First is the question of reliability. Computer translation has long been a bit of a clichéd joke – accidentally translating your holiday request for a medium spiced latté into an insult about the barista’s mother. Computers can do the basics, but only humans get all the nuances right. Right? Well, that’s changing.
Current machine translation is not yet as good as humans, especially between very dissimilar languages. A recent university study of Korean-English translation, pitting various translation programs against a fleshy rival, came out decisively in favour of us air-breathers. But the programs still averaged around one-third accuracy. That’s pretty good. Meanwhile another recent controlled test, comparing the accuracy of automated translation tools, concludes that “new technologies of neural and adaptive translation are not just hype, but provide substantial improvements in machine translation quality”.
A recent article in The Economist shows incremental improvements to accuracy over recent decades. Translation is increasing in accuracy more quickly than ever, fuelled by advances in artificial intelligence, neural networks, and machine learning – essentially computers learning on their own, not waiting for frail humans to gradually program them during waking hours and between meals. Computers can now independently chew over vast databases of natural language, compare common patterns, and refine their own algorithms – see for example this pre-review academic paper outlining the Google Neural Machine Translation (GNMT) system. The more data that goes in, the more accurate it becomes. A recent update to Google Translate in November 2016 improved the system “more in a single leap than we’ve seen in the last ten years combined”.
So, highly reliable real-time automated translation doesn’t seem such a distant mirage.
And importantly, since it’s learning from spontaneous human input, it’s not just consulting dictionary-like formal grammars and vocabulary, but rather the way people really speak and write. This is not just good news for speakers of different languages but also of different non-standard dialects. The computer doesn’t care if you speak proper! It only cares if you speak in a way that’s approximately comparable to how other people have spoken.
This kind of live translation is going mobile too, thanks to clever phone apps like Speak & Translate, or Google Translate. Point your phone at the Ristorante Italiano, and on the screen you’ll see an Italian Restaurant – not just as blocky subtitles but as text that actually overlays the text on the sign in front of you, as if the sign were written in your language.

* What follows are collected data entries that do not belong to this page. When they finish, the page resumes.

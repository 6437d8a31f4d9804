use std::num::NonZeroUsize;

use tracing::warn;

use crate::ai::Agent;
use crate::game::{Commit, GameOutcome, GameState, PendingSelection, Player};
use crate::simulation::metrics::MatchResult;

/// Play one complete game without ticks. `human` moves for [`Player::Human`],
/// `computer` for [`Player::Computer`]; `first` opens.
pub fn play_match(
    human: &mut dyn Agent,
    computer: &mut dyn Agent,
    dimension: NonZeroUsize,
    first: Player,
) -> MatchResult {
    let mut state = GameState::sized(dimension, first);
    let mut moves = 0;

    while state.is_in_progress() {
        let mover = state.current_turn();
        let agent: &mut dyn Agent = match mover {
            Player::Human => &mut *human,
            Player::Computer => &mut *computer,
        };
        let Some(choice) = agent.select_move(state.board()) else {
            break;
        };
        let Some(selection) =
            PendingSelection::new(state.board(), mover, choice.row, choice.col, choice.side)
        else {
            break;
        };
        match state.commit(&selection) {
            Commit::Applied { .. } => moves += 1,
            Commit::Ignored => {
                warn!(agent = agent.name(), ?choice, "agent chose a taken edge");
                break;
            }
        }
    }

    let winner = match state.outcome() {
        Some(GameOutcome::Winner(p)) => Some(p),
        _ => None,
    };

    MatchResult {
        winner,
        human_score: state.human_score(),
        computer_score: state.computer_score(),
        moves,
    }
}

#[cfg(test)]
mod tests {
    use super::*;
    use crate::ai::{HeuristicAgent, RandomAgent};

    fn dim(n: usize) -> NonZeroUsize {
        NonZeroUsize::new(n).unwrap()
    }

    #[test]
    fn test_match_claims_every_edge() {
        let mut human = RandomAgent::with_seed(1);
        let mut computer = HeuristicAgent::with_seed(2);
        let result = play_match(&mut human, &mut computer, dim(3), Player::Human);

        assert_eq!(result.moves, 24);
        assert_eq!(result.human_score + result.computer_score, 9);
        // 9 boxes cannot split evenly
        assert!(result.winner.is_some());
    }

    #[test]
    fn test_single_cell_match() {
        let mut human = RandomAgent::with_seed(5);
        let mut computer = RandomAgent::with_seed(6);
        let result = play_match(&mut human, &mut computer, dim(1), Player::Computer);

        assert_eq!(result.moves, 4);
        // Strict alternation: the fourth edge is the human's
        assert_eq!(result.winner, Some(Player::Human));
    }

    #[test]
    fn test_heuristic_beats_random_baseline() {
        let mut human = RandomAgent::with_seed(17);
        let mut computer = HeuristicAgent::with_seed(23);
        let mut wins = 0;
        for game in 0..100 {
            let first = if game % 2 == 0 { Player::Human } else { Player::Computer };
            let result = play_match(&mut human, &mut computer, dim(3), first);
            if result.winner == Some(Player::Computer) {
                wins += 1;
            }
        }
        assert!(wins > 60, "heuristic won only {wins}/100");
    }
}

The next piece of the puzzle is voice recognition. Growing up in the 1980s and 1990s, I remember my dad using auto-dictation. And. Painstakingly. Reading. Out. Each. Word. But again, times have changed. The Economist article I cited earlier also reviews recent leaps forward in voice recognition, to work with unfamiliar voices and rapid speech.
Combining that with live translation gives you Skype’s new real-time translator. Search online for videos of that, and once you get past the slick corporate promotional videos you should find examples of multilingual friends taking it for a spin. Their reactions tend to range between impressed, confused and amused, so there’s room for improvement. But as I noted above, a lot of time, effort and money is being pumped into this. Expect further big advances, soon.
And again, this technology is going mobile. With apps like Google Translate you can speak into your phone, and an automated voice will speak a translation aloud. As that gets more accurate, it’ll be easier and easier to have reasonably natural conversations between languages.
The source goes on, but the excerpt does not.